On bird flu, Harvard and Yale researchers have called for an end to animal research into bird flu, worrying that the virus could escape and trigger a global epidemic.

Since its last report at the end of March, the World Health Organization (WHO) has reported just one new case of H5N1 influenza in humans - a young boy who is confirmed to have died from the infection in Indonesia, where the virus is known to be circulating.

From 2003 to 5 May 2014, 665 laboratory-confirmed human cases of avian influenza A(H5N1) virus infection have been officially reported to WHO from 15 countries. Of these cases, 392 have died.

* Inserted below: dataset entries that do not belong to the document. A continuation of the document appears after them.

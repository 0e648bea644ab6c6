//! Reactive Runtime
//!
//! The runtime is the central coordinator that connects signals and
//! computations. It owns the dependency graph and flushes updates when
//! signals change.
//!
//! # How It Works
//!
//! 1. Signals and computations register with the runtime through a
//!    [`Scope`].
//!
//! 2. When a computation runs, the reactive context records every signal it
//!    reads and buffers every signal it writes. Afterwards the runtime
//!    replaces the computation's read-set, checks for cycles and commits the
//!    buffered writes.
//!
//! 3. When a signal's value changes, the runtime:
//!    a. Marks the readers dirty
//!    b. Flushes at once, unless a batch is open, a flush is already running
//!       or a computation is still executing
//!    c. Runs every affected computation once per round, suppliers first
//!
//! # Thread Safety
//!
//! The graph lives behind a `parking_lot::Mutex` so handles are `Send` and
//! `Sync`, but the engine assumes a single logical owner: the lock is never
//! held while user code runs, and the tracking context is thread-local.

use std::sync::Arc;

use parking_lot::{Mutex, MutexGuard};
use tracing::{trace, warn};

use super::context::ReactiveContext;
use super::scope::Scope;
use crate::config::RuntimeConfig;
use crate::error::{ReactiveError, Result};
use crate::graph::{Body, Cleanup, NodeId, UpdateScheduler};

struct RuntimeInner {
    id: NodeId,
    config: RuntimeConfig,
    graph: Mutex<UpdateScheduler>,
}

/// Handle to a reactive runtime. Cloning shares the same graph.
#[derive(Clone)]
pub struct Runtime {
    inner: Arc<RuntimeInner>,
}

impl Runtime {
    /// Create a runtime with the default configuration.
    pub fn new() -> Self {
        Self::with_config(RuntimeConfig::default())
    }

    /// Create a runtime with the given configuration.
    pub fn with_config(config: RuntimeConfig) -> Self {
        Self {
            inner: Arc::new(RuntimeInner {
                id: NodeId::new(),
                config,
                graph: Mutex::new(UpdateScheduler::new()),
            }),
        }
    }

    pub fn config(&self) -> &RuntimeConfig {
        &self.inner.config
    }

    /// Create a new root scope.
    pub fn scope(&self) -> Scope {
        let id = self.graph().add_root_scope();
        Scope::from_parts(id, self.clone())
    }

    /// Run `f` with writes grouped into a single flush.
    ///
    /// Batches nest; only the outermost one flushes.
    pub fn batch<R>(&self, f: impl FnOnce() -> R) -> Result<R> {
        self.graph().begin_batch();
        let guard = BatchGuard { runtime: self };
        let result = f();
        drop(guard);
        self.maybe_flush()?;
        Ok(result)
    }

    /// Run `f` without recording reads into the running computation.
    pub fn untrack<R>(&self, f: impl FnOnce() -> R) -> R {
        let _ctx = ReactiveContext::untracked(self.id());
        f()
    }

    /// Flush pending updates now.
    ///
    /// Does nothing inside a batch, inside a running computation, or while
    /// another flush is in progress: the pending work is folded into that
    /// one instead.
    pub fn flush(&self) -> Result<()> {
        if ReactiveContext::current_computation(self.id()).is_some() {
            return Ok(());
        }
        {
            let mut graph = self.graph();
            if graph.is_flushing() || graph.batch_depth() > 0 {
                return Ok(());
            }
            graph.begin_flush();
        }

        let _flush = FlushGuard { runtime: self };
        self.flush_rounds()
    }

    pub fn is_flushing(&self) -> bool {
        self.graph().is_flushing()
    }

    /// Number of live signals.
    pub fn signal_count(&self) -> usize {
        self.graph().signal_count()
    }

    /// Number of live computations.
    pub fn computation_count(&self) -> usize {
        self.graph().computation_count()
    }

    // ------------------------------------------------------------------
    // Crate-internal plumbing used by signals, computations and scopes
    // ------------------------------------------------------------------

    pub(crate) fn id(&self) -> NodeId {
        self.inner.id
    }

    pub(crate) fn graph(&self) -> MutexGuard<'_, UpdateScheduler> {
        self.inner.graph.lock()
    }

    /// The running computation if any, otherwise `scope`.
    pub(crate) fn current_owner(&self, scope: NodeId) -> NodeId {
        ReactiveContext::current_computation(self.id()).unwrap_or(scope)
    }

    /// Check a signal is alive and record the read.
    pub(crate) fn track_read(&self, signal: NodeId) -> Result<()> {
        self.ensure_signal(signal)?;
        ReactiveContext::track_read(self.id(), signal);
        Ok(())
    }

    pub(crate) fn ensure_signal(&self, signal: NodeId) -> Result<()> {
        if self.graph().contains_signal(signal) {
            Ok(())
        } else {
            Err(ReactiveError::DisposedAccess { node: signal })
        }
    }

    /// Record a committed change and flush if nothing holds it back.
    pub(crate) fn signal_changed(&self, signal: NodeId) -> Result<()> {
        self.graph().signal_changed(signal)?;
        self.maybe_flush()
    }

    pub(crate) fn maybe_flush(&self) -> Result<()> {
        {
            let graph = self.graph();
            if graph.batch_depth() > 0 || graph.is_flushing() || !graph.has_pending() {
                return Ok(());
            }
        }
        self.flush()
    }

    pub(crate) fn add_cleanup(&self, owner: NodeId, cleanup: Cleanup) -> Result<()> {
        self.graph().add_cleanup(owner, cleanup)
    }

    /// Create a computation and run it for the first time.
    ///
    /// If the first run fails the computation is disposed and the error is
    /// returned.
    pub(crate) fn create_computation(&self, scope: NodeId, body: Body) -> Result<NodeId> {
        let owner = self.current_owner(scope);
        let id = self.graph().add_computation(owner, body)?;

        if let Err(err) = self.run_computation(id) {
            self.dispose_owner(id);
            return Err(err);
        }
        self.maybe_flush()?;
        Ok(id)
    }

    /// Dispose a scope or computation and everything it owns, then run the
    /// collected cleanups.
    pub(crate) fn dispose_owner(&self, id: NodeId) {
        let cleanups = self.graph().dispose_owner(id);
        if cleanups.is_empty() {
            return;
        }

        trace!(node = %id, cleanups = cleanups.len(), "running cleanups");
        {
            let _ctx = ReactiveContext::untracked(self.id());
            for cleanup in cleanups {
                cleanup();
            }
        }
        if let Err(err) = self.maybe_flush() {
            warn!(node = %id, error = %err, "flush after disposal failed");
        }
    }

    pub(crate) fn dispose_signal(&self, id: NodeId) {
        self.graph().remove_signal(id);
    }

    /// Run one computation: tear down what its last run created, execute the
    /// body under tracking, rewire its edges and commit its writes.
    ///
    /// Errors are recorded on the computation and returned; they never
    /// escape into the surrounding flush.
    pub(crate) fn run_computation(&self, id: NodeId) -> Result<()> {
        let (body, cleanups) = {
            let mut graph = self.graph();
            let body = graph
                .computation(id)
                .map(|node| node.body())
                .ok_or(ReactiveError::DisposedAccess { node: id })?;
            (body, graph.reset_owner(id))
        };

        if !cleanups.is_empty() {
            let _ctx = ReactiveContext::untracked(self.id());
            for cleanup in cleanups {
                cleanup();
            }
        }

        let ctx = ReactiveContext::enter(self.id(), id);
        let outcome = body();
        let tracked = ctx.finish();

        let write_ids = tracked.written;
        let outcome = {
            let mut graph = self.graph();
            if graph.computation(id).is_none() {
                return Err(ReactiveError::DisposedAccess { node: id });
            }
            graph.replace_dependencies(id, tracked.reads);

            let outcome = outcome.and_then(|()| match graph.find_cycle(id, &write_ids) {
                Some(signal) => Err(ReactiveError::CircularDependency {
                    computation: id,
                    signal,
                }),
                None => Ok(()),
            });
            if outcome.is_ok() {
                graph.record_writes(id, write_ids);
            }
            graph.begin_batch();
            outcome
        };

        let outcome = {
            let _batch = BatchGuard { runtime: self };
            match outcome {
                Ok(()) => tracked
                    .writes
                    .into_iter()
                    .map(|write| write())
                    .fold(Ok(()), |acc: Result<()>, next| acc.and(next)),
                Err(err) => Err(err),
            }
        };

        self.graph().finish_run(id, outcome.as_ref().err().cloned());

        match &outcome {
            Ok(()) => trace!(computation = %id, "computation ran"),
            Err(err) if self.config().log_computation_errors => {
                warn!(computation = %id, error = %err, "computation failed");
            }
            Err(_) => {}
        }
        outcome
    }

    fn flush_rounds(&self) -> Result<()> {
        let limit = self.config().max_update_depth;
        let mut round = 0;

        loop {
            let plan = {
                let mut graph = self.graph();
                if !graph.has_pending() {
                    break;
                }
                round += 1;
                if round > limit {
                    graph.abandon_pending();
                    warn!(limit, "maximum update depth exceeded");
                    return Err(ReactiveError::MaxUpdateDepthExceeded { limit });
                }
                graph.plan_round()
            };
            trace!(round, computations = plan.len(), "flush round");

            for (position, id) in plan.into_iter().enumerate() {
                let should_run = self.graph().claim(position, id);
                if should_run {
                    // Failures stay on the computation; siblings keep running.
                    let _ = self.run_computation(id);
                }
            }
        }

        Ok(())
    }
}

impl Default for Runtime {
    fn default() -> Self {
        Self::new()
    }
}

impl std::fmt::Debug for Runtime {
    fn fmt(&self, f: &mut std::fmt::Formatter<'_>) -> std::fmt::Result {
        let graph = self.graph();
        f.debug_struct("Runtime")
            .field("id", &self.inner.id)
            .field("signals", &graph.signal_count())
            .field("computations", &graph.computation_count())
            .field("flushing", &graph.is_flushing())
            .finish()
    }
}

/// Closes a batch opened on the graph, even on unwind.
struct BatchGuard<'a> {
    runtime: &'a Runtime,
}

impl Drop for BatchGuard<'_> {
    fn drop(&mut self) {
        self.runtime.graph().end_batch();
    }
}

/// Ends a flush, even when a computation body panics.
struct FlushGuard<'a> {
    runtime: &'a Runtime,
}

impl Drop for FlushGuard<'_> {
    fn drop(&mut self) {
        self.runtime.graph().end_flush();
    }
}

According to a new report from China, genetic analysis of the avian influenza strains in Guangdong province - including its first human case - during the first wave of H7N9 activity suggests that the virus picked up internal genes from H9N2 viruses in local poultry, creating a new reassortant and showing that H7N9 can change quickly.

In poultry, the Taiwan veterinary authority has reported the detection at the end of April of low pathogenic H5N2 avian flu in native chicken breeders in Yunlin County.